Frequently asked questions
Is PrintCalc free?
Yes. PrintCalc is 100% free, no signup, no paid tier, no usage limits. We don't sell data — we just show modest ads to cover hosting.
Is my data saved anywhere?
Your settings are saved only in your own browser via localStorage. Nothing is sent to our servers. Clearing your browser wipes everything.
Does it work with any 3D printer?
Yes. You can pick a preset profile (Bambu Lab, Ender, Prusa, etc.) or enter your printer's wattage manually. Calculations are generic and work with any FDM printer.
How does amortization work?
Amortization is your printer's wear-and-tear per hour of use. We take the printer's purchase price and divide by its expected useful life in hours — that gives a depreciation cost per hour, multiplied by your print time.
Why include a failure percentage?
Every production run has failures: warping, detachment, jams. Adding a failure percentage (e.g. 10%) covers the material and time lost on prints that didn't come out — without it, your real margin is smaller than it looks.

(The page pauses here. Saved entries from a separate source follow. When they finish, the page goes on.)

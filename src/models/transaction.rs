use std::fmt;
use std::str::FromStr;

use chrono::NaiveDate;
use rust_decimal::Decimal;

use crate::errors::ValidationError;
use crate::format::{format_currency, DEFAULT_CURRENCY_SYMBOL};

#[derive(Debug, Clone, Copy, PartialEq, Eq, Hash)]
pub enum TransactionKind {
    Income,
    Expense,
}

impl TransactionKind {
    pub fn as_str(self) -> &'static str {
        match self {
            TransactionKind::Income => "Income",
            TransactionKind::Expense => "Expense",
        }
    }
}

impl FromStr for TransactionKind {
    type Err = ValidationError;

    fn from_str(s: &str) -> Result<Self, Self::Err> {
        match s {
            "Income" => Ok(TransactionKind::Income),
            "Expense" => Ok(TransactionKind::Expense),
            other => Err(ValidationError::UnknownKind(other.to_string())),
        }
    }
}

impl fmt::Display for TransactionKind {
    fn fmt(&self, f: &mut fmt::Formatter<'_>) -> fmt::Result {
        f.write_str(self.as_str())
    }
}

/// One ledger entry. Fields are only reachable through accessors, so a
/// value that exists has already passed validation.
#[derive(Debug, Clone, PartialEq, Eq)]
pub struct Transaction {
    description: String,
    amount: Decimal,
    kind: TransactionKind,
    category: String,
    date: NaiveDate,
}

impl Transaction {
    /// Builds a transaction from a textual kind, which must be exactly
    /// `Income` or `Expense`.
    pub fn create(
        description: impl Into<String>,
        amount: Decimal,
        kind: &str,
        category: impl Into<String>,
        date: NaiveDate,
    ) -> Result<Self, ValidationError> {
        let kind = kind.parse::<TransactionKind>()?;
        Self::new(description, amount, kind, category, date)
    }

    pub fn new(
        description: impl Into<String>,
        amount: Decimal,
        kind: TransactionKind,
        category: impl Into<String>,
        date: NaiveDate,
    ) -> Result<Self, ValidationError> {
        if amount < Decimal::ZERO {
            return Err(ValidationError::NegativeAmount(amount));
        }
        Ok(Self {
            description: description.into(),
            amount,
            kind,
            category: category.into(),
            date,
        })
    }

    pub fn description(&self) -> &str {
        &self.description
    }

    pub fn amount(&self) -> Decimal {
        self.amount
    }

    pub fn kind(&self) -> TransactionKind {
        self.kind
    }

    pub fn category(&self) -> &str {
        &self.category
    }

    pub fn date(&self) -> NaiveDate {
        self.date
    }

    pub fn is_income(&self) -> bool {
        self.kind == TransactionKind::Income
    }

    pub fn is_expense(&self) -> bool {
        self.kind == TransactionKind::Expense
    }

    /// Single-line rendering with a custom currency symbol.
    pub fn display_with(&self, currency_symbol: &str) -> String {
        format!(
            "{} | {} | {} | {} | {}",
            self.date.format("%Y-%m-%d"),
            self.kind,
            self.category,
            self.description,
            format_currency(self.amount, currency_symbol)
        )
    }
}

impl fmt::Display for Transaction {
    fn fmt(&self, f: &mut fmt::Formatter<'_>) -> fmt::Result {
        f.write_str(&self.display_with(DEFAULT_CURRENCY_SYMBOL))
    }
}
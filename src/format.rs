use rust_decimal::Decimal;

pub const DEFAULT_CURRENCY_SYMBOL: &str = "$";
pub const BAR_CHAR: char = '#';

/// Renders an amount as `$1,234.50`. Negative values get a leading `-`.
pub fn format_currency(amount: Decimal, currency_symbol: &str) -> String {
    let rounded = amount.abs().round_dp(2);
    let plain = format!("{:.2}", rounded);
    let (whole, fraction) = plain.split_once('.').unwrap_or((plain.as_str(), "00"));

    let mut grouped = String::with_capacity(whole.len() + whole.len() / 3);
    for (idx, digit) in whole.chars().enumerate() {
        if idx > 0 && (whole.len() - idx) % 3 == 0 {
            grouped.push(',');
        }
        grouped.push(digit);
    }

    let sign = if amount < Decimal::ZERO && !rounded.is_zero() { "-" } else { "" };
    format!("{}{}{}.{}", sign, currency_symbol, grouped, fraction)
}

pub fn render_bar(length: usize) -> String {
    std::iter::repeat_n(BAR_CHAR, length).collect()
}

#[cfg(test)]
mod tests {
    use super::*;
    use std::str::FromStr;

    #[test]
    fn test_format_currency_small() {
        assert_eq!(format_currency(Decimal::from_str("3.5").unwrap(), "$"), "$3.50");
    }

    #[test]
    fn test_format_currency_thousands() {
        assert_eq!(format_currency(Decimal::from_str("1234567.891").unwrap(), "$"), "$1,234,567.89");
        assert_eq!(format_currency(Decimal::from(1000), "$"), "$1,000.00");
        assert_eq!(format_currency(Decimal::from(100), "$"), "$100.00");
    }

    #[test]
    fn test_format_currency_negative() {
        assert_eq!(format_currency(Decimal::from_str("-42.1").unwrap(), "€"), "-€42.10");
    }

    #[test]
    fn test_format_currency_zero() {
        assert_eq!(format_currency(Decimal::ZERO, "$"), "$0.00");
    }

    #[test]
    fn test_render_bar() {
        assert_eq!(render_bar(0), "");
        assert_eq!(render_bar(3), "###");
    }
}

What's the difference between Consumer Price and Retailer Price?
Consumer Price is what the end customer pays, including markup, taxes and payment fees. Retailer Price is the suggested wholesale price for someone reselling your prints — usually a lower markup (2x by default) to leave room for the reseller's margin.
How do I pick the right markup?
Markup depends on your market, but 3× to 5× is standard for FDM prints. Below 3× you cover cost but barely pay yourself. Above 5× only works in premium niches (cosplay, custom functional parts, decor). Use Compare to simulate different values and see the impact on net margin.
How do I account for multi-color prints (AMS, AMS Lite)?
Use the Purge (%) field to record filament discarded on color swaps. For 4 colors on AMS, 30–60% is typical. Add multiple filaments to the library (same type, different colors) to mirror the real setup. The 'AMS 4-color PLA' template ships with this configured.
Does the filament cost include purge?
Depends on the 'Plate weight is part-only' toggle. Default off: the weight you type already includes purge (slicers report total). On: you type only the part weight and PrintCalc adds purge on top — useful when you want to break out purge cost from part cost.
How do I configure taxes for my country?
Add your local sales tax rate (VAT, GST, state sales tax) to the Tax field. For marketplace sales where the platform withholds tax, toggle 'include in price' so the displayed price already nets the after-tax margin. For direct invoicing where you charge tax on top, leave the toggle off.
Can I use multiple plates for one large part?
Yes. If the part doesn't fit on the bed at once (e.g. a helmet in 4 sections, a sectioned large sculpture), split it into N plates. Each plate has its own time, weight and (optionally) filament. PrintCalc sums everything for the final part cost.
Which slicers does the G-code upload support?
PrusaSlicer, Bambu Studio, OrcaSlicer, SuperSlicer and Cura. The parser reads estimated print time and filament weight (or length) from the .gcode comments. 100% browser processing — the file never leaves your computer.
Why does energy cost vary so much between printers?
Enclosed CoreXY printers (Bambu X1, Prusa MK4S) typically draw 130–200W. Open bedslingers (Ender 3) sit at 80–150W. Heated beds consume a lot — a printer with a 60°C bed running constantly can double the consumption vs one without an aggressively heated bed. Use the printer preset or measure with a Kill A Watt.